* **Exercise goal**
Here is a block of records. Copy every line in it that includes "InstallationTokenResponse".

* **Stored data**

//! GitHub API client for installation operations.
//!
//! All upstream calls sit behind the [`InstallationApi`] trait so the
//! credential broker can be exercised in tests without a network.

use async_trait::async_trait;
use serde::{de::DeserializeOwned, Deserialize, Serialize};

use super::error::GitHubError;

/// Response from GitHub's installation access token endpoint.
#[derive(Debug, Deserialize)]
pub struct InstallationTokenResponse {
    pub token: String,
    pub expires_at: String,
    #[serde(default)]
    pub permissions: serde_json::Value,
    pub repository_selection: Option<String>,
}

/// Live installation details, fetched with an app assertion.
#[derive(Debug, Clone, Deserialize)]
pub struct InstallationDetails {
    pub id: i64,
    pub account: InstallationAccount,
    pub repository_selection: Option<String>,
    #[serde(default)]
    pub permissions: serde_json::Value,
    #[serde(default)]
    pub events: Vec<String>,
    pub suspended_at: Option<String>,
}

#[derive(Debug, Clone, Serialize, Deserialize)]
pub struct InstallationAccount {
    pub id: i64,
    pub login: String,
    #[serde(rename = "type")]
    pub account_type: String,
    pub avatar_url: Option<String>,
}

/// A repository visible to an installation.
#[derive(Debug, Clone, Serialize, Deserialize)]
pub struct Repository {
    pub id: u64,
    pub name: String,
    pub full_name: String,
    pub description: Option<String>,
    pub html_url: String,
    pub clone_url: String,
    pub default_branch: String,
    pub private: bool,
    pub owner: RepositoryOwner,
}

#[derive(Debug, Clone, Serialize, Deserialize)]
pub struct RepositoryOwner {
    pub login: String,
    pub id: u64,
    #[serde(rename = "type")]
    pub owner_type: String,
}

#[derive(Debug, Deserialize)]
struct ListReposResponse {
    #[allow(dead_code)]
    total_count: u64,
    repositories: Vec<Repository>,
}

/// Upstream GitHub operations needed by the credential broker.
#[async_trait]
pub trait InstallationApi: Send + Sync {
    /// Exchange an app assertion for an installation access token.
    async fn create_installation_token(
        &self,
        assertion: &str,
        installation_id: i64,
    ) -> Result<InstallationTokenResponse, GitHubError>;

    /// Fetch live installation details (account, permissions, selection).
    async fn get_installation(
        &self,
        assertion: &str,
        installation_id: i64,
    ) -> Result<InstallationDetails, GitHubError>;

    /// Fetch one page of the installation's repository listing.
    async fn list_repos_page(
        &self,
        token: &str,
        per_page: u32,
        page: u32,
    ) -> Result<Vec<Repository>, GitHubError>;
}

/// HTTP implementation of [`InstallationApi`] against the GitHub REST API.
pub struct GitHubClient {
    api_base: String,
    client: reqwest::Client,
}

impl GitHubClient {
    pub fn new(api_base: String) -> Self {
        Self {
            api_base: api_base.trim_end_matches('/').to_string(),
            client: reqwest::Client::new(),
        }
    }

    fn request(&self, method: reqwest::Method, path: &str, bearer: &str) -> reqwest::RequestBuilder {
        self.client
            .request(method, format!("{}{}", self.api_base, path))
            .header("Authorization", format!("Bearer {}", bearer))
            .header("Accept", "application/vnd.github+json")
            .header("User-Agent", "Grantr")
            .header("X-GitHub-Api-Version", "2022-11-28")
    }

    async fn into_json<T: DeserializeOwned>(
        response: reqwest::Response,
    ) -> Result<T, GitHubError> {
        if !response.status().is_success() {
            let status = response.status().as_u16();
            let body = response.text().await.unwrap_or_default();
            return Err(GitHubError::Upstream { status, body });
        }
        Ok(response.json().await?)
    }
}

#[async_trait]
impl InstallationApi for GitHubClient {
    async fn create_installation_token(
        &self,
        assertion: &str,
        installation_id: i64,
    ) -> Result<InstallationTokenResponse, GitHubError> {
        let response = self
            .request(
                reqwest::Method::POST,
                &format!("/app/installations/{}/access_tokens", installation_id),
                assertion,
            )
            .send()
            .await?;
        Self::into_json(response).await
    }

    async fn get_installation(
        &self,
        assertion: &str,
        installation_id: i64,
    ) -> Result<InstallationDetails, GitHubError> {
        let response = self
            .request(
                reqwest::Method::GET,
                &format!("/app/installations/{}", installation_id),
                assertion,
            )
            .send()
            .await?;
        Self::into_json(response).await
    }

    async fn list_repos_page(
        &self,
        token: &str,
        per_page: u32,
        page: u32,
    ) -> Result<Vec<Repository>, GitHubError> {
        let response = self
            .request(
                reqwest::Method::GET,
                &format!(
                    "/installation/repositories?per_page={}&page={}",
                    per_page, page
                ),
                token,
            )
            .send()
            .await?;
        let listing: ListReposResponse = Self::into_json(response).await?;
        Ok(listing.repositories)
    }
}

#[cfg(test)]
mod tests {
    use super::*;

    #[test]
    fn installation_details_parse_github_payload() {
        let details: InstallationDetails = serde_json::from_str(
            r#"{
                "id": 991,
                "account": {
                    "id": 42,
                    "login": "octocat",
                    "type": "User",
                    "avatar_url": "https://avatars.githubusercontent.com/u/42"
                },
                "repository_selection": "selected",
                "permissions": {"contents": "read"},
                "events": ["push"],
                "suspended_at": null
            }"#,
        )
        .unwrap();
        assert_eq!(details.id, 991);
        assert_eq!(details.account.account_type, "User");
        assert_eq!(details.repository_selection.as_deref(), Some("selected"));
        assert_eq!(details.events, vec!["push"]);
    }

    #[test]
    fn details_tolerate_missing_optional_fields() {
        let details: InstallationDetails = serde_json::from_str(
            r#"{
                "id": 1,
                "account": {"id": 2, "login": "octocat", "type": "User", "avatar_url": null},
                "repository_selection": null,
                "suspended_at": null
            }"#,
        )
        .unwrap();
        assert!(details.events.is_empty());
        assert!(details.permissions.is_null());
    }

    #[test]
    fn client_trims_trailing_slash_from_base() {
        let client = GitHubClient::new("https://api.github.com/".to_string());
        assert_eq!(client.api_base, "https://api.github.com");
    }
}
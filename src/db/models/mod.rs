mod installation;
mod user;

pub use installation::*;
pub use user::*;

* **Response area**
pub struct InstallationTokenResponse {
    ) -> Result<InstallationTokenResponse, GitHubError>;
    ) -> Result<InstallationTokenResponse, GitHubError> {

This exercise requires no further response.